Oh, Helen Garner! You share such cringe-worthy moments that I’d be embarrassed if I met these people outside the pages of your work. Some seem so raw and uncomfortable.

The characters here range from lovers breaking up and friends reuniting to children trying to make sense of grown-up conversations and intertwined bodies they weren’t meant to see.

‘Postcards From Surfers’ is a particularly poignant story about an adult family – parents, adult daughter and auntie – holidaying as usual at Surfers Paradise. The women are knitting as always, and their conversation is exactly like those I have with one of my oldest friends (also a knitter).

“My mother and Auntie Lorna, well advanced in complicated garments for my sister’s teenage children, conduct their monologues which cross, coincide and run parallel.

. . .

Their two voices run on, one high, one low. If I speak they pretend to listen, just as I feign attention to their endless, looping discourses: these are our courtesies: this is love. Everything is spoken, nothing is said.”

Garner is an acclaimed Australian author, candid about the broken marriages behind her and the grandchildren she adores and for whom she’s discovered a whole new layer of love. She writes fiction and non-fiction, both long and short, and recently won the 2017 Walkley award for journalism. There seems to be nothing she can’t do. I am an admiring fan.

Many of these seem as if they could be from her own life and experience, but I would hesitate to point to any particular one. She is such a keen observer of people and their relationships, that she may well have invented something from watching a couple in an airport. I’ll never know. Whether Elizabeth was a real friend or invented, it doesn’t matter.
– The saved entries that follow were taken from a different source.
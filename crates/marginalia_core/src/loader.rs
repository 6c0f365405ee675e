//! crates/marginalia_core/src/loader.rs
//!
//! Paginated block loading with look-ahead prefetch.
//!
//! The loader owns the session's page map and the token index derived from
//! it, tracks the highest contiguously requested page, and is the single
//! place where the reader's one-based visible page counter is translated to
//! the zero-based page numbers blocks are addressed by.

use std::collections::BTreeMap;
use std::sync::Arc;

use tracing::{debug, info, warn};

use crate::domain::Block;
use crate::error::FetchError;
use crate::ports::BackendService;
use crate::token::TokenIndex;

/// Page-distance from the loaded boundary that triggers the next batch.
pub const LOOKAHEAD_PAGES: u32 = 3;
/// Maximum pages fetched per batch (also the size of the initial load).
pub const BATCH_PAGES: u32 = 10;

pub struct BlockLoader {
    backend: Arc<dyn BackendService>,
    doc_id: String,
    total_pages: u32,
    /// Zero-based page number to the page's blocks, in render order.
    pages: BTreeMap<u32, Vec<Block>>,
    tokens: TokenIndex,
    highest_loaded_page: Option<u32>,
    /// Gates the prefetch trigger: only one batch fetch in flight at a time.
    fetch_in_flight: bool,
}

impl BlockLoader {
    pub fn new(backend: Arc<dyn BackendService>, doc_id: impl Into<String>, total_pages: u32) -> Self {
        Self {
            backend,
            doc_id: doc_id.into(),
            total_pages,
            pages: BTreeMap::new(),
            tokens: TokenIndex::new(),
            highest_loaded_page: None,
            fetch_in_flight: false,
        }
    }

    /// Loads the first batch, pages `0..=min(BATCH_PAGES - 1, last)`.
    pub async fn load_initial(&mut self) -> Result<(), FetchError> {
        if self.total_pages == 0 {
            return Ok(());
        }
        let end = (BATCH_PAGES - 1).min(self.total_pages - 1);
        self.load_range(0, end).await
    }

    /// Fetches all blocks whose page number falls in the inclusive
    /// zero-based range and merges them into the page map.
    ///
    /// All-or-nothing: a failed call commits no partial batch, and the
    /// loaded boundary does not advance.
    pub async fn load_range(&mut self, start_page: u32, end_page: u32) -> Result<(), FetchError> {
        self.fetch_in_flight = true;
        let result = self
            .backend
            .get_block_range(&self.doc_id, start_page, end_page)
            .await;
        self.fetch_in_flight = false;

        let blocks = result?;
        debug!(start_page, end_page, count = blocks.len(), "block range loaded");

        let mut by_page: BTreeMap<u32, Vec<Block>> = BTreeMap::new();
        for block in blocks {
            by_page.entry(block.page_number).or_default().push(block);
        }
        for (page, mut page_blocks) in by_page {
            page_blocks.sort_by_key(|b| b.block_order);
            for block in &page_blocks {
                self.tokens.insert_block(block);
            }
            self.pages.insert(page, page_blocks);
        }

        // Pages with no blocks still count as loaded: the boundary is the
        // end of the requested range, not the last non-empty page.
        let top = end_page.min(self.total_pages.saturating_sub(1));
        self.highest_loaded_page = Some(self.highest_loaded_page.map_or(top, |h| h.max(top)));
        Ok(())
    }

    /// Reacts to the reader's one-based visible page counter, issuing at
    /// most one look-ahead batch when the view nears the loaded boundary.
    ///
    /// Returns whether a batch was fetched.
    pub async fn visible_page_changed(&mut self, visible_page: u32) -> Result<bool, FetchError> {
        let Some((start, end)) = self.next_prefetch(visible_page) else {
            return Ok(false);
        };
        info!(start, end, "prefetching block range");
        self.load_range(start, end).await?;
        Ok(true)
    }

    /// The batch the prefetch policy calls for, if any. Suppressed while a
    /// fetch is already in flight.
    fn next_prefetch(&self, visible_page: u32) -> Option<(u32, u32)> {
        if self.fetch_in_flight {
            return None;
        }
        let highest = self.highest_loaded_page?;
        if highest >= self.total_pages - 1 {
            return None;
        }
        // One-based counter from the reader chrome; blocks are addressed
        // zero-based. This is the only place the offset is translated.
        let visible_index = visible_page.saturating_sub(1);
        if highest.saturating_sub(visible_index) > LOOKAHEAD_PAGES {
            return None;
        }
        let start = highest + 1;
        let end = (start + BATCH_PAGES - 1).min(self.total_pages - 1);
        Some((start, end))
    }

    /// Blocks of a zero-based page, in render order. `None` while unloaded.
    pub fn page_blocks(&self, page: u32) -> Option<&[Block]> {
        self.pages.get(&page).map(Vec::as_slice)
    }

    pub fn block(&self, block_id: &str) -> Option<&Block> {
        self.pages.values().flatten().find(|b| b.id == block_id)
    }

    pub fn tokens(&self) -> &TokenIndex {
        &self.tokens
    }

    pub fn highest_loaded_page(&self) -> Option<u32> {
        self.highest_loaded_page
    }

    pub fn is_fetch_in_flight(&self) -> bool {
        self.fetch_in_flight
    }

    /// Substitutes the two replacement blocks a backend split returned for
    /// the original, preserving render position.
    pub fn replace_block(&mut self, old_id: &str, first: Block, second: Block) {
        let slot = self.pages.iter().find_map(|(page, blocks)| {
            blocks
                .iter()
                .position(|b| b.id == old_id)
                .map(|pos| (*page, pos))
        });
        let Some((page, pos)) = slot else {
            warn!(old_id, "split replacement for a block that is not loaded");
            return;
        };

        self.tokens.remove_block(old_id);
        self.tokens.insert_block(&first);
        self.tokens.insert_block(&second);

        if let Some(blocks) = self.pages.get_mut(&page) {
            blocks.remove(pos);
            blocks.insert(pos, second);
            blocks.insert(pos, first);
        }
    }
}
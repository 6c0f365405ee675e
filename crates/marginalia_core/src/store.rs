//! crates/marginalia_core/src/store.rs
//!
//! The annotation store: the authoritative-plus-optimistic annotation set
//! for one open document.
//!
//! Every mutation is optimistic. The local cache changes synchronously,
//! before the backend call resolves, so UI state is always self-consistent;
//! a rejected call rolls the cache back so the visible state never diverges
//! from what the backend actually persisted.

use std::sync::Arc;

use tracing::{debug, warn};
use uuid::Uuid;

use crate::domain::{Annotation, AnnotationDraft, AnnotationPatch, TEMP_ID_PREFIX};
use crate::error::{FetchError, MutationError};
use crate::ports::{BackendService, PortError};

pub struct AnnotationStore {
    backend: Arc<dyn BackendService>,
    doc_id: String,
    /// Creation order, earliest first. Renderer precedence depends on it.
    annotations: Vec<Annotation>,
}

impl AnnotationStore {
    pub fn new(backend: Arc<dyn BackendService>, doc_id: impl Into<String>) -> Self {
        Self {
            backend,
            doc_id: doc_id.into(),
            annotations: Vec::new(),
        }
    }

    /// Initial load of the document's annotation list, ordered by creation
    /// time so first-match precedence stays stable across sessions.
    pub async fn load(&mut self) -> Result<(), FetchError> {
        let mut fetched = self.backend.list_annotations(&self.doc_id).await?;
        fetched.sort_by_key(|a| a.created_at);
        debug!(doc_id = %self.doc_id, count = fetched.len(), "annotations loaded");
        self.annotations = fetched;
        Ok(())
    }

    pub fn all(&self) -> &[Annotation] {
        &self.annotations
    }

    pub fn get(&self, annotation_id: &str) -> Option<&Annotation> {
        self.annotations.iter().find(|a| a.id == annotation_id)
    }

    /// Annotations attached to `block_id`, in creation order. Ranges are
    /// validated against the block at click and commit time, so attachment
    /// implies intersection.
    pub fn for_block(&self, block_id: &str) -> Vec<&Annotation> {
        self.annotations
            .iter()
            .filter(|a| a.block_id == block_id)
            .collect()
    }

    /// The annotation winning precedence at one token, if any.
    pub fn at_token(&self, block_id: &str, word_index: usize) -> Option<&Annotation> {
        self.annotations
            .iter()
            .find(|a| a.block_id == block_id && a.range.contains(word_index))
    }

    /// Optimistic create.
    ///
    /// A tentative record under a locally-minted temporary id is visible
    /// immediately; on success it is swapped in place for the authoritative
    /// record (the two never coexist), on failure it is removed. Returns the
    /// authoritative annotation id.
    pub async fn create(&mut self, draft: AnnotationDraft) -> Result<String, MutationError> {
        let temp_id = format!("{TEMP_ID_PREFIX}{}", Uuid::new_v4());
        self.annotations.push(Annotation {
            id: temp_id.clone(),
            doc_id: draft.doc_id.clone(),
            block_id: draft.block_id.clone(),
            range: draft.range,
            color: draft.color.clone(),
            font_size: draft.font_size.clone(),
            font_style: draft.font_style,
            note: draft.note.clone(),
            user_id: draft.user_id.clone(),
            created_at: chrono::Utc::now(),
        });

        match self.backend.create_annotation(&draft).await {
            Ok(authoritative) => {
                let id = authoritative.id.clone();
                match self.annotations.iter_mut().find(|a| a.id == temp_id) {
                    Some(slot) => *slot = authoritative,
                    None => self.annotations.push(authoritative),
                }
                debug!(annotation_id = %id, "annotation created");
                Ok(id)
            }
            Err(err) => {
                self.annotations.retain(|a| a.id != temp_id);
                warn!(error = %err, "annotation create rejected; rolled back");
                Err(MutationError(err))
            }
        }
    }

    /// Optimistic update (color/style/note only). The patch is applied
    /// locally first; the prior record is restored if the backend rejects
    /// it.
    pub async fn update(
        &mut self,
        annotation_id: &str,
        patch: AnnotationPatch,
    ) -> Result<(), MutationError> {
        let Some(pos) = self.annotations.iter().position(|a| a.id == annotation_id) else {
            return Err(MutationError(PortError::NotFound(format!(
                "annotation {annotation_id}"
            ))));
        };
        let prior = self.annotations[pos].clone();
        apply_patch(&mut self.annotations[pos], &patch);

        match self.backend.update_annotation(annotation_id, &patch).await {
            Ok(authoritative) => {
                if let Some(slot) = self.annotations.iter_mut().find(|a| a.id == annotation_id) {
                    *slot = authoritative;
                }
                Ok(())
            }
            Err(err) => {
                if let Some(slot) = self.annotations.iter_mut().find(|a| a.id == annotation_id) {
                    *slot = prior;
                }
                warn!(error = %err, annotation_id, "annotation update rejected; restored");
                Err(MutationError(err))
            }
        }
    }

    /// Optimistic delete.
    ///
    /// Deleting an id the backend already removed degrades to a no-op once
    /// confirmed absent; a second delete must never corrupt local state.
    pub async fn delete(&mut self, annotation_id: &str) -> Result<(), MutationError> {
        let removed = self
            .annotations
            .iter()
            .position(|a| a.id == annotation_id)
            .map(|pos| (pos, self.annotations.remove(pos)));

        match self.backend.delete_annotation(annotation_id).await {
            Ok(()) => Ok(()),
            Err(PortError::NotFound(_)) => {
                debug!(annotation_id, "delete of an already-absent annotation");
                Ok(())
            }
            Err(err) => {
                if let Some((pos, record)) = removed {
                    let pos = pos.min(self.annotations.len());
                    self.annotations.insert(pos, record);
                }
                warn!(error = %err, annotation_id, "annotation delete rejected; restored");
                Err(MutationError(err))
            }
        }
    }
}

fn apply_patch(target: &mut Annotation, patch: &AnnotationPatch) {
    if let Some(color) = &patch.color {
        target.color = color.clone();
    }
    if let Some(size) = &patch.font_size {
        target.font_size = Some(size.clone());
    }
    if let Some(style) = patch.font_style {
        target.font_style = Some(style);
    }
    if let Some(note) = &patch.note {
        target.note = Some(note.clone());
    }
}
//! crates/marginalia_core/src/tracker.rs
//!
//! Reading-time tracking. An independent periodic task reporting presence
//! to the collector; coupled to the reader lifecycle only, never to
//! selection or annotation state. Everything here is best-effort: tracking
//! must never block or fail the reader.

use std::sync::Arc;
use std::time::Duration;

use tokio::task::JoinHandle;
use tokio_util::sync::CancellationToken;
use tracing::{debug, info, warn};

use crate::ports::BackendService;

/// Fixed delay between presence heartbeats.
pub const HEARTBEAT_INTERVAL: Duration = Duration::from_secs(30);

/// Handle to the spawned heartbeat task.
pub struct SessionTracker {
    cancel: CancellationToken,
    task: JoinHandle<()>,
    session_id: Option<String>,
}

impl SessionTracker {
    /// Requests a reading session for the document and starts the heartbeat
    /// task. A failed session start is logged, not retried; no heartbeat is
    /// ever sent for a session that never started.
    pub async fn start(backend: Arc<dyn BackendService>, doc_id: &str) -> Self {
        let session_id = match backend.start_reading_session(doc_id).await {
            Ok(session) => {
                info!(session_id = %session.id, doc_id, "reading session started");
                Some(session.id)
            }
            Err(err) => {
                warn!(error = %err, doc_id, "reading session not started; tracking disabled");
                None
            }
        };

        let cancel = CancellationToken::new();
        let task = tokio::spawn(heartbeat_loop(
            backend,
            session_id.clone(),
            cancel.clone(),
        ));
        Self {
            cancel,
            task,
            session_id,
        }
    }

    pub fn session_id(&self) -> Option<&str> {
        self.session_id.as_deref()
    }

    /// Stops the interval after one final best-effort heartbeat.
    pub async fn stop(self) {
        self.cancel.cancel();
        if self.task.await.is_err() {
            warn!("heartbeat task panicked");
        }
    }
}

async fn heartbeat_loop(
    backend: Arc<dyn BackendService>,
    session_id: Option<String>,
    cancel: CancellationToken,
) {
    let Some(session_id) = session_id else {
        return;
    };

    let mut interval = tokio::time::interval(HEARTBEAT_INTERVAL);
    // A tokio interval's first tick completes immediately; the session
    // start itself already marked presence, so consume it.
    interval.tick().await;

    loop {
        tokio::select! {
            _ = cancel.cancelled() => {
                // Exactly one final heartbeat before teardown.
                send_heartbeat(backend.as_ref(), &session_id).await;
                debug!(%session_id, "reading session tracker stopped");
                return;
            }
            _ = interval.tick() => {
                send_heartbeat(backend.as_ref(), &session_id).await;
            }
        }
    }
}

/// Fire-and-forget: a failure is logged, not retried, and does not stop the
/// interval.
async fn send_heartbeat(backend: &dyn BackendService, session_id: &str) {
    match backend.heartbeat(session_id).await {
        Ok(session) => {
            debug!(session_id, duration = session.duration_seconds, "heartbeat sent")
        }
        Err(err) => warn!(error = %err, session_id, "heartbeat failed"),
    }
}
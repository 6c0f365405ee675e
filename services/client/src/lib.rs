//! services/client/src/lib.rs
//!
//! The concrete side of the reader: an HTTP adapter implementing the core's
//! `BackendService` port, configuration loading, and the error type shared
//! with the binary.

pub mod adapters;
pub mod config;
pub mod error;
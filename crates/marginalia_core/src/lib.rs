//! The annotation & selection engine for a paginated, word-tokenized
//! document reader.
//!
//! The engine keeps stable token identity across asynchronous, out-of-order
//! page loads, turns two-click sequences into committed word ranges, overlays
//! annotations onto tokens with deterministic overlap precedence, and
//! reconciles optimistic local edits with an authoritative backend reached
//! through the [`ports::BackendService`] seam.

pub mod domain;
pub mod error;
pub mod loader;
pub mod ports;
pub mod render;
pub mod selection;
pub mod session;
pub mod store;
pub mod token;
pub mod tracker;

#[cfg(test)]
pub(crate) mod testutil;

pub use domain::{
    Annotation, AnnotationAttrs, AnnotationDraft, AnnotationPatch, Block, BlockContent, Document,
    FontStyle, ReadingSession, ReadingStats, TocEntry, Word, WordRange, WordStyle,
};
pub use error::{CrossBlockSelectionError, FetchError, MutationError, ParseError};
pub use ports::{BackendService, PortError, PortResult};
pub use render::TokenVisual;
pub use selection::{ClickOutcome, CommitIntent, SelectionState};
pub use session::ReaderSession;
pub use token::{TokenAddress, TokenIndex};
//! Contact subject

use std::{fmt, str::FromStr};

use thiserror::Error;

/// The subject token was not one of the known subjects
#[derive(Debug, Error, PartialEq, Eq)]
#[error("unknown subject \"{0}\"")]
pub struct UnknownSubject(pub String);

/// What a contact request is about
#[derive(Clone, Copy, Debug, PartialEq, Eq, Hash)]
pub enum Subject {
    /// Collaboration or partnership
    Collab,

    /// Gifting or product test
    Gifting,

    /// Event or party
    Evenement,

    /// Press or interview
    Presse,

    /// Anything else
    Autre,
}

impl Subject {
    /// Every subject, in the order the form lists them
    pub const ALL: [Subject; 5] = [
        Subject::Collab,
        Subject::Gifting,
        Subject::Evenement,
        Subject::Presse,
        Subject::Autre,
    ];

    /// The token the form submits for this subject
    pub fn token(&self) -> &'static str {
        match self {
            Subject::Collab => "collab",
            Subject::Gifting => "gifting",
            Subject::Evenement => "evenement",
            Subject::Presse => "presse",
            Subject::Autre => "autre",
        }
    }

    /// Human readable label used in outgoing emails
    pub fn label(&self) -> &'static str {
        match self {
            Subject::Collab => "Collaboration / Partnership",
            Subject::Gifting => "Gifting / Product test",
            Subject::Evenement => "Event / Party",
            Subject::Presse => "Press / Interview",
            Subject::Autre => "Other request",
        }
    }
}

impl FromStr for Subject {
    type Err = UnknownSubject;

    fn from_str(token: &str) -> Result<Self, Self::Err> {
        Subject::ALL
            .into_iter()
            .find(|subject| subject.token() == token)
            .ok_or_else(|| UnknownSubject(token.to_string()))
    }
}

impl fmt::Display for Subject {
    fn fmt(&self, f: &mut fmt::Formatter<'_>) -> fmt::Result {
        write!(f, "{}", self.label())
    }
}
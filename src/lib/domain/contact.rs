//! Contact form module
//!
//! The submission pipeline, from the browser-side form state to the
//! gateway-side gates and the email sent to the site owner.

pub mod emails;
pub mod errors;
pub mod form;
pub mod rate_limit;
pub mod service;
pub mod subject;
pub mod submission;

pub use errors::ContactError;
pub use rate_limit::{RateLimitStore, SessionId};
pub use service::{ContactService, ContactServiceImpl, ContactSettings, Delivery};
pub use subject::Subject;
pub use submission::{ContactForm, Field, Submission};
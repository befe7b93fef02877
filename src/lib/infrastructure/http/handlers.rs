//! API handler modules

use std::any::Any;

use axum::{
    body::Body,
    http::{Response, StatusCode},
    response::IntoResponse,
};
use tracing::error;

use super::errors::ApiError;

pub mod v1;

/// Catch panics, log them and return a generic 500 error
pub fn panic_handler(err: Box<dyn Any + Send + 'static>) -> Response<Body> {
    let details = if let Some(s) = err.downcast_ref::<String>() {
        s.clone()
    } else if let Some(s) = err.downcast_ref::<&str>() {
        s.to_string()
    } else {
        "unknown panic payload".to_string()
    };

    error!(%details, "request handler panicked");

    ApiError::new(StatusCode::INTERNAL_SERVER_ERROR, "Internal server error").into_response()
}
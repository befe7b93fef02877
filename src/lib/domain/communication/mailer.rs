//! Mailer module

use async_trait::async_trait;

#[cfg(test)]
use mockall::mock;

mod errors;
mod message;

pub use errors::MailerError;
pub use message::{Message, ReplyTo};

/// Mail transport
#[async_trait]
pub trait Mailer: Clone + Send + Sync + 'static {
    /// Send an email
    ///
    /// # Arguments
    /// * `message` - The [`Message`] to send. The sender is chosen by the transport.
    ///
    /// # Returns
    /// A [`Result`] indicating success or failure.
    async fn send(&self, message: &Message) -> Result<(), MailerError>;
}

#[cfg(test)]
mock! {
    pub Mailer {}

    impl Clone for Mailer {
        fn clone(&self) -> Self;
    }

    #[async_trait]
    impl Mailer for Mailer {
        async fn send(&self, message: &Message) -> Result<(), MailerError>;
    }
}
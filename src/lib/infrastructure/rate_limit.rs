//! Rate limit stores

pub mod memory;
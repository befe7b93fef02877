//! Communication module

pub mod email_addresses;
pub mod mailer;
She’s real to me.

“In the café Elizabeth told me her husband was dying of a tumour.

‘I used to think there was justice,’ she said, ‘and fairness. That there was a contract, that things meant something. Now I know your foot can go straight through the floor.’”

What people face, how people cope, this is the stuff of Garner’s work. It doesn’t always take a book. She can reach you with a story.

I’m very grateful to NetGalley and Text Publishing for the preview copy from which I’ve quoted.